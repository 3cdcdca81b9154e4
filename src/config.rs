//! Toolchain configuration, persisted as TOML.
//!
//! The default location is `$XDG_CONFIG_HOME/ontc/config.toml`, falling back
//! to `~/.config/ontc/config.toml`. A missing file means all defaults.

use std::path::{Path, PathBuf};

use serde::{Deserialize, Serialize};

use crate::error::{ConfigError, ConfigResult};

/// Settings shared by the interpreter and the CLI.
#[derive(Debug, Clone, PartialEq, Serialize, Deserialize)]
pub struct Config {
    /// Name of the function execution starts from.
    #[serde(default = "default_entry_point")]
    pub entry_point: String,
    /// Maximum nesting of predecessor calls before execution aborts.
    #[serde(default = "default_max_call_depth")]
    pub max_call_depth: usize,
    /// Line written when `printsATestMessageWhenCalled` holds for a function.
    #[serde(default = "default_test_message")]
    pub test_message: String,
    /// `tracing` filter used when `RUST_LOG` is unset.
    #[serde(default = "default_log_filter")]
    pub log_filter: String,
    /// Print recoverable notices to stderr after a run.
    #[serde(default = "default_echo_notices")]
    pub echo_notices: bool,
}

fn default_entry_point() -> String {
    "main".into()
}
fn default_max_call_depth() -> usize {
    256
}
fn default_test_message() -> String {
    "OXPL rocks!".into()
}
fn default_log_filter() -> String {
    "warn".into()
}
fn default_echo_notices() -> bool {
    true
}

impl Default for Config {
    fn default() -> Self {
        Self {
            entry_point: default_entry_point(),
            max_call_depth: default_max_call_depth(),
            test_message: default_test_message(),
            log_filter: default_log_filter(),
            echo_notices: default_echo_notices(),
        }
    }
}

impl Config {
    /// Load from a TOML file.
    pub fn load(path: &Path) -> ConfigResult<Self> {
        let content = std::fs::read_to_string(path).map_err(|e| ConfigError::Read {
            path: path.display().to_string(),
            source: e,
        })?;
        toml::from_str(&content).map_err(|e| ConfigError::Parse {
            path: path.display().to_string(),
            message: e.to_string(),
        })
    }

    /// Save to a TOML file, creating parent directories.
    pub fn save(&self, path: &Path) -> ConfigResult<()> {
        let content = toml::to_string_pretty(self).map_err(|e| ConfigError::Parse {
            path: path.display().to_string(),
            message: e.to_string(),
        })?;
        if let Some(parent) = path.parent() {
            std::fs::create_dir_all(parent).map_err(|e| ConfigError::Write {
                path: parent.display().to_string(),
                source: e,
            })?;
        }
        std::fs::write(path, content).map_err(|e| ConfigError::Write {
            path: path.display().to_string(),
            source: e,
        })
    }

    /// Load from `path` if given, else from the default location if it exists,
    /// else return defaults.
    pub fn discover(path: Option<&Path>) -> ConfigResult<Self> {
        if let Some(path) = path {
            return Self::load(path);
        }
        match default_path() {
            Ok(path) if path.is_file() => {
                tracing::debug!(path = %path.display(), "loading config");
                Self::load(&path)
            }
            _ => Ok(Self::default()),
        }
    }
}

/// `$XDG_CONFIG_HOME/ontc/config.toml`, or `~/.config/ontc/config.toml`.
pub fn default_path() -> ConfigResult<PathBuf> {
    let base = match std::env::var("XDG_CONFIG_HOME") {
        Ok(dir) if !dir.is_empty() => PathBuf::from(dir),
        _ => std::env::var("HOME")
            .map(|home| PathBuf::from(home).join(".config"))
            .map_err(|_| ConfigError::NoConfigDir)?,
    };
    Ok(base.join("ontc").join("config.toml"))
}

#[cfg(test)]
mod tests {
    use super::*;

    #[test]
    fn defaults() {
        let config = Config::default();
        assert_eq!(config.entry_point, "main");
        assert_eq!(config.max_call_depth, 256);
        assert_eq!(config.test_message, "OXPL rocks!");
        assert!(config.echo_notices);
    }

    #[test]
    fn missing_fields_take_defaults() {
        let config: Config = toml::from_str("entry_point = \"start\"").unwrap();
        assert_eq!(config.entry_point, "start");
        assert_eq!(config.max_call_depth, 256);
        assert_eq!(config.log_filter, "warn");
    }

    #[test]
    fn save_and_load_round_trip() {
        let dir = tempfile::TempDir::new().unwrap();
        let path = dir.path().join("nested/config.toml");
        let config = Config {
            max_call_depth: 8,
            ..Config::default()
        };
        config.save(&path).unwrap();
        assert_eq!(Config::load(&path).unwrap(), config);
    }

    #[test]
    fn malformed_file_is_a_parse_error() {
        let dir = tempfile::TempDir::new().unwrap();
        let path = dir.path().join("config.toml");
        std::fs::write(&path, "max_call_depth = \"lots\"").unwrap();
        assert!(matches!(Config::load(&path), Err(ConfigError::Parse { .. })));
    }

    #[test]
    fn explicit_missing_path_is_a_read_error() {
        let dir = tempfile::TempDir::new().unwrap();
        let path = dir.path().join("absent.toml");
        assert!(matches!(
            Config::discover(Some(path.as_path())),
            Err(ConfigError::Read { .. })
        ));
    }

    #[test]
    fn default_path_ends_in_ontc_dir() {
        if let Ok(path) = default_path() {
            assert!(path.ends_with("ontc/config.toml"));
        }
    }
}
___
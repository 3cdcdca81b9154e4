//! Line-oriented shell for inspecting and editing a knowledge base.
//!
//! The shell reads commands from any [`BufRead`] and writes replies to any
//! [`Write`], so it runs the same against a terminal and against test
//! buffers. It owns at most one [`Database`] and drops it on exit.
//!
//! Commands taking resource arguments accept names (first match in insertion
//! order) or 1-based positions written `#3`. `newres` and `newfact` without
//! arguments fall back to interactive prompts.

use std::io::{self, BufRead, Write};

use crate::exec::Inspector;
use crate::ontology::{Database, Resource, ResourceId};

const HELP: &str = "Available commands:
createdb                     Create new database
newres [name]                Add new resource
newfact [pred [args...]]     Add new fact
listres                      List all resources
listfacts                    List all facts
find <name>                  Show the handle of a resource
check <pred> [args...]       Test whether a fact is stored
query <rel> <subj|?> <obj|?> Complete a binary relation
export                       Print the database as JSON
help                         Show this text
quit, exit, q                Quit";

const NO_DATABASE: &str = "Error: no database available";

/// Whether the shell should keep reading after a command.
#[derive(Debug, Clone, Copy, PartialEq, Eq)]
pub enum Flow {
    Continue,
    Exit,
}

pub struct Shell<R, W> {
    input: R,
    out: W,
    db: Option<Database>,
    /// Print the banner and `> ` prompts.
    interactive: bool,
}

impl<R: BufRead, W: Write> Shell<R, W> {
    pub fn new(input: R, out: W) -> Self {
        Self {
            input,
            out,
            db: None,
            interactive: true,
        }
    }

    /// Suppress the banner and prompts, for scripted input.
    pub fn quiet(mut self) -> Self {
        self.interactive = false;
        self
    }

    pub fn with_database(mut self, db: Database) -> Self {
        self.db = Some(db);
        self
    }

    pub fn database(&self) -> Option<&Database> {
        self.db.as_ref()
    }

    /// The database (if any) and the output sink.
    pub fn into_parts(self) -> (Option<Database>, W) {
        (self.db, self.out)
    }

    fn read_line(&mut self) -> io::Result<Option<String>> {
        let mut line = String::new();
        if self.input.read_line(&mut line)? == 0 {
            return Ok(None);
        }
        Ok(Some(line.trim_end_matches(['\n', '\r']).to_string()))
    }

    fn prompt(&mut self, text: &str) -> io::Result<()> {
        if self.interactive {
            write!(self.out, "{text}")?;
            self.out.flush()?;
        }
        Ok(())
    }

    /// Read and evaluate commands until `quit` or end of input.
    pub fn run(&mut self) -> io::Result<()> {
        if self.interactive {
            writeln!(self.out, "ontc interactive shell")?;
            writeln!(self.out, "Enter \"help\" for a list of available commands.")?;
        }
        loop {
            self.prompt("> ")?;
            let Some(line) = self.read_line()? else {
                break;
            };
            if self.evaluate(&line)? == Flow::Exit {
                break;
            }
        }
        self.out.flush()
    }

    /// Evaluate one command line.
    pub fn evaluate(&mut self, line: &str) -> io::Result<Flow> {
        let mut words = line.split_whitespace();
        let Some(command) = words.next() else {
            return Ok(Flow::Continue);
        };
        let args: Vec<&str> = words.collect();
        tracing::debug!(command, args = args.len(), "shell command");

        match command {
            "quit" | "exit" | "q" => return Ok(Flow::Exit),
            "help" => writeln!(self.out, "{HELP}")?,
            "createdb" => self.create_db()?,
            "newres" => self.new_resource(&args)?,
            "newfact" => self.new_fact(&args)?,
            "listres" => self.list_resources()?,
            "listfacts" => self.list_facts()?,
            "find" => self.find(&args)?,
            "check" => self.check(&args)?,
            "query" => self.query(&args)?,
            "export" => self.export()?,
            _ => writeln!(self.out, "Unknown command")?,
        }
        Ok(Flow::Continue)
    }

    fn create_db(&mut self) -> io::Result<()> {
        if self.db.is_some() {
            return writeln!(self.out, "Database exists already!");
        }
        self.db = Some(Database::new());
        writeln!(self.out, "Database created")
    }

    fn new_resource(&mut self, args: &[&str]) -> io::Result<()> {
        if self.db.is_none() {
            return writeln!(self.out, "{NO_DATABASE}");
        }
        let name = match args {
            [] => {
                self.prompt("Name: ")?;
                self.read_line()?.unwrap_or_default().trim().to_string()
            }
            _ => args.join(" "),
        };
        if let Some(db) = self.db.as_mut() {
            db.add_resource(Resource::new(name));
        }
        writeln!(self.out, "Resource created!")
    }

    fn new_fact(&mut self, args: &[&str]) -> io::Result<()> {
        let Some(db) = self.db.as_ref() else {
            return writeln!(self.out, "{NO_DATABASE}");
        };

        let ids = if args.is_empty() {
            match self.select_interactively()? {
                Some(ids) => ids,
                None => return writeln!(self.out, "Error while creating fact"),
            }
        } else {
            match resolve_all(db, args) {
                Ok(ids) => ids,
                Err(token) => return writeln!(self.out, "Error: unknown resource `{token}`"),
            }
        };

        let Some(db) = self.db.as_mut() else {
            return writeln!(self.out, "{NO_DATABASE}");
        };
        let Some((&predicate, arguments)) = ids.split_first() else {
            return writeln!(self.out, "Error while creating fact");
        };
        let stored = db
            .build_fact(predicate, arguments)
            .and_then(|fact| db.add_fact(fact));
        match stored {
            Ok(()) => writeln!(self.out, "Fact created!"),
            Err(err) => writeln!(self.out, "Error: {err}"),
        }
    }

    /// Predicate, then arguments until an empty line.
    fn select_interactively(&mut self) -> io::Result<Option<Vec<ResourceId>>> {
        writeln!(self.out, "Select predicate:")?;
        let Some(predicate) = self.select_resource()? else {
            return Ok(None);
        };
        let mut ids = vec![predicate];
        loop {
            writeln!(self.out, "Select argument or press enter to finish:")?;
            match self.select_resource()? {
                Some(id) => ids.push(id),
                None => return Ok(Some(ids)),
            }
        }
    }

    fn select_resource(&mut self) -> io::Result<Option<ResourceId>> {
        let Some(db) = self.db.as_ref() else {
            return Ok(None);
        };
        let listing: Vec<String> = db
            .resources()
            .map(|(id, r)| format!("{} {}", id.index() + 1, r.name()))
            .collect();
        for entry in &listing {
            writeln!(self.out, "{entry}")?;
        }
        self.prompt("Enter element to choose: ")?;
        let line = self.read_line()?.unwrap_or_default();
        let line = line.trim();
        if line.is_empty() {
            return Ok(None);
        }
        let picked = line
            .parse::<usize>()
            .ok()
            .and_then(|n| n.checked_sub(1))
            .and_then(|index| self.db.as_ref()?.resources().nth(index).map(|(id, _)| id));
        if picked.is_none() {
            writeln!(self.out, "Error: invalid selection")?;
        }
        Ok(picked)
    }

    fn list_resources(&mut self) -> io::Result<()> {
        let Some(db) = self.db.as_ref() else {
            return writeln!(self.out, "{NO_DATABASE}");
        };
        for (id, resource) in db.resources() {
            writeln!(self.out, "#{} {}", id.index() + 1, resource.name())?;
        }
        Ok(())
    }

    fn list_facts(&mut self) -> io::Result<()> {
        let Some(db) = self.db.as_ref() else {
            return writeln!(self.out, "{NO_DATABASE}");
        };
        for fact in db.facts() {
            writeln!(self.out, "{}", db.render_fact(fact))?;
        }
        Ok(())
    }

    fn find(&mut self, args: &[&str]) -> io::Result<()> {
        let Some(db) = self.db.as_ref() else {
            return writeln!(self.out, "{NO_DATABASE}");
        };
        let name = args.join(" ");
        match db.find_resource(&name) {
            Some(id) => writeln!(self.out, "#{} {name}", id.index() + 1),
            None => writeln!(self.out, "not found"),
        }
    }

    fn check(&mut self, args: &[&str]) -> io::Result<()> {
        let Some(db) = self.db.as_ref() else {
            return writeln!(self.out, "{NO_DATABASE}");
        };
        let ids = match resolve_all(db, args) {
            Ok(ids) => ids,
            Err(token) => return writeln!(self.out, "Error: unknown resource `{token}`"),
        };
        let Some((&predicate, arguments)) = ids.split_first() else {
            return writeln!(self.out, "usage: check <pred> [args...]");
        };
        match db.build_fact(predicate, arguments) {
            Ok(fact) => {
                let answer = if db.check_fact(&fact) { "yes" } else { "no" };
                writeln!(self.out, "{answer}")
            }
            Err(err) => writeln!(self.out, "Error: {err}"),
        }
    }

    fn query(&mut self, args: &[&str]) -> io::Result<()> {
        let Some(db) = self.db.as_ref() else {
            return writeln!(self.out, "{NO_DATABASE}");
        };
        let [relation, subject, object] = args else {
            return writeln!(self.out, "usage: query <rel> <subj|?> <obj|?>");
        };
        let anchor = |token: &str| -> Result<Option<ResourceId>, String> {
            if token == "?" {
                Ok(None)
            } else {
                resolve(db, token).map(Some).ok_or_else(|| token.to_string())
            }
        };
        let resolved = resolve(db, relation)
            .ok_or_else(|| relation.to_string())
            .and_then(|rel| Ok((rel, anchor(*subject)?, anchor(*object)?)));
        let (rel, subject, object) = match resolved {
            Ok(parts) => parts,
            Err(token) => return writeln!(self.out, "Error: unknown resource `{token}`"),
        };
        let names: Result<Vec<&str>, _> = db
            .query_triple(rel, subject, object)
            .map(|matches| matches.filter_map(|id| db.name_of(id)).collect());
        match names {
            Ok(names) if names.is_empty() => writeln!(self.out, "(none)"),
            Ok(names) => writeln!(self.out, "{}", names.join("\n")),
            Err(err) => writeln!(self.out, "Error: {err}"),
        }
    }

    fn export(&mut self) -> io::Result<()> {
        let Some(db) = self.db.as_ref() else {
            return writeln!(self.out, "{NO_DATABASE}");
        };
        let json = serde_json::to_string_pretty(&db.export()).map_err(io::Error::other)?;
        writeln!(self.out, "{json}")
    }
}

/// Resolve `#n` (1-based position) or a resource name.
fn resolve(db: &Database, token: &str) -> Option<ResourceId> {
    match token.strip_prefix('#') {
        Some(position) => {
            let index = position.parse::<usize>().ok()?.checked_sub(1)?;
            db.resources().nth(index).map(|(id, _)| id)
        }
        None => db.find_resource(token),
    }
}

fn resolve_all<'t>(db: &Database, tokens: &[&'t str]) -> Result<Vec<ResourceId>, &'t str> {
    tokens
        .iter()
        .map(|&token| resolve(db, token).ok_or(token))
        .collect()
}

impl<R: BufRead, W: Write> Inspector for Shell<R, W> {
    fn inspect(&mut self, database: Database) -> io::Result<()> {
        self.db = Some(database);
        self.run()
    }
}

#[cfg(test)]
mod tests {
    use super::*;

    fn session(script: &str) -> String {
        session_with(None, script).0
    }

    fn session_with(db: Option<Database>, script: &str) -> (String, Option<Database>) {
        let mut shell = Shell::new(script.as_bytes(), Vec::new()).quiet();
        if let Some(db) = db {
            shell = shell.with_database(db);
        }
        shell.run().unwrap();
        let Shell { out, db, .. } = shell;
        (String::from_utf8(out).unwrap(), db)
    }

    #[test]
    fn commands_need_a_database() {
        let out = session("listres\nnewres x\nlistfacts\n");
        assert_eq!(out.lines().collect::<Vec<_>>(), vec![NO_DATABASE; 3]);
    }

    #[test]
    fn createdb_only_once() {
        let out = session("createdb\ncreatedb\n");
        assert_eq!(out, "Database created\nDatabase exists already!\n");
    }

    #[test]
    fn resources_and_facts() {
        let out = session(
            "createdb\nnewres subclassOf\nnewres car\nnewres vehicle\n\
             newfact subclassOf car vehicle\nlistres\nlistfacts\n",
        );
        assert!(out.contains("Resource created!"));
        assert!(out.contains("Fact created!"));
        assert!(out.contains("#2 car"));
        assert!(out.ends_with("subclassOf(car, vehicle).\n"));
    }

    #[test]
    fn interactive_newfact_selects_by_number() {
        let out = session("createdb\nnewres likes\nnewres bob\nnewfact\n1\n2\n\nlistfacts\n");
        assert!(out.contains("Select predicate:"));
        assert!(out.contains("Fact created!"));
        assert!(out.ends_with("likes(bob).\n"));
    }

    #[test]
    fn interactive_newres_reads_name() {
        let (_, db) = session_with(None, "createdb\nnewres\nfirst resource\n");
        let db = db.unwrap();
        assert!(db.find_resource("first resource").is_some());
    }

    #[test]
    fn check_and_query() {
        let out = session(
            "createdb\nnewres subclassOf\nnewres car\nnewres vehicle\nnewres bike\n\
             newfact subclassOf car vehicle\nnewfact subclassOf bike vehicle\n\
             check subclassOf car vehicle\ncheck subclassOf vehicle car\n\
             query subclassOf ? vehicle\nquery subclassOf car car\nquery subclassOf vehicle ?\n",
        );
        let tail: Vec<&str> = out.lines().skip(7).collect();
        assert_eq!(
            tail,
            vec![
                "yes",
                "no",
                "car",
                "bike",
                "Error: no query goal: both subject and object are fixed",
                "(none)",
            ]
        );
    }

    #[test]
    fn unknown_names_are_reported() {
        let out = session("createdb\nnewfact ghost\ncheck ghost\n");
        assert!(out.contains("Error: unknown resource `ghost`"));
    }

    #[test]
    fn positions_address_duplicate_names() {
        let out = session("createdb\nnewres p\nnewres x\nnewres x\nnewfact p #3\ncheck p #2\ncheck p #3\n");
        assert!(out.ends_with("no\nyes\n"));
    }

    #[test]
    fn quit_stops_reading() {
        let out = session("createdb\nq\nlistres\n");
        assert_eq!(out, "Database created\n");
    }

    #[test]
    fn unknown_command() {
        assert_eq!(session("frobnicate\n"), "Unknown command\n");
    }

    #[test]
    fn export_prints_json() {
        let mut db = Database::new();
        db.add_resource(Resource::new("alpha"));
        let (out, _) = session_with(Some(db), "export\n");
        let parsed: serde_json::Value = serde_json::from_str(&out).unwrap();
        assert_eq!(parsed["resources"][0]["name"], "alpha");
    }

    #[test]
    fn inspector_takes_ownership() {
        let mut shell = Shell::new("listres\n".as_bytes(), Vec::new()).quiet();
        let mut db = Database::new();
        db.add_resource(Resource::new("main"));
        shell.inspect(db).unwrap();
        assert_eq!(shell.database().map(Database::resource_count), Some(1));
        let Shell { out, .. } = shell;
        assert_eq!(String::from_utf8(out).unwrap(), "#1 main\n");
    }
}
___
### Activity
Every line with the string "join" in the material should be returned.

### Exercise solution
            .map(|home| PathBuf::from(home).join(".config"))
    Ok(base.join("ontc").join("config.toml"))
        let path = dir.path().join("nested/config.toml");
        let path = dir.path().join("config.toml");
        let path = dir.path().join("absent.toml");
            _ => args.join(" "),
        let name = args.join(" ");
            Ok(names) => writeln!(self.out, "{}", names.join("\n")),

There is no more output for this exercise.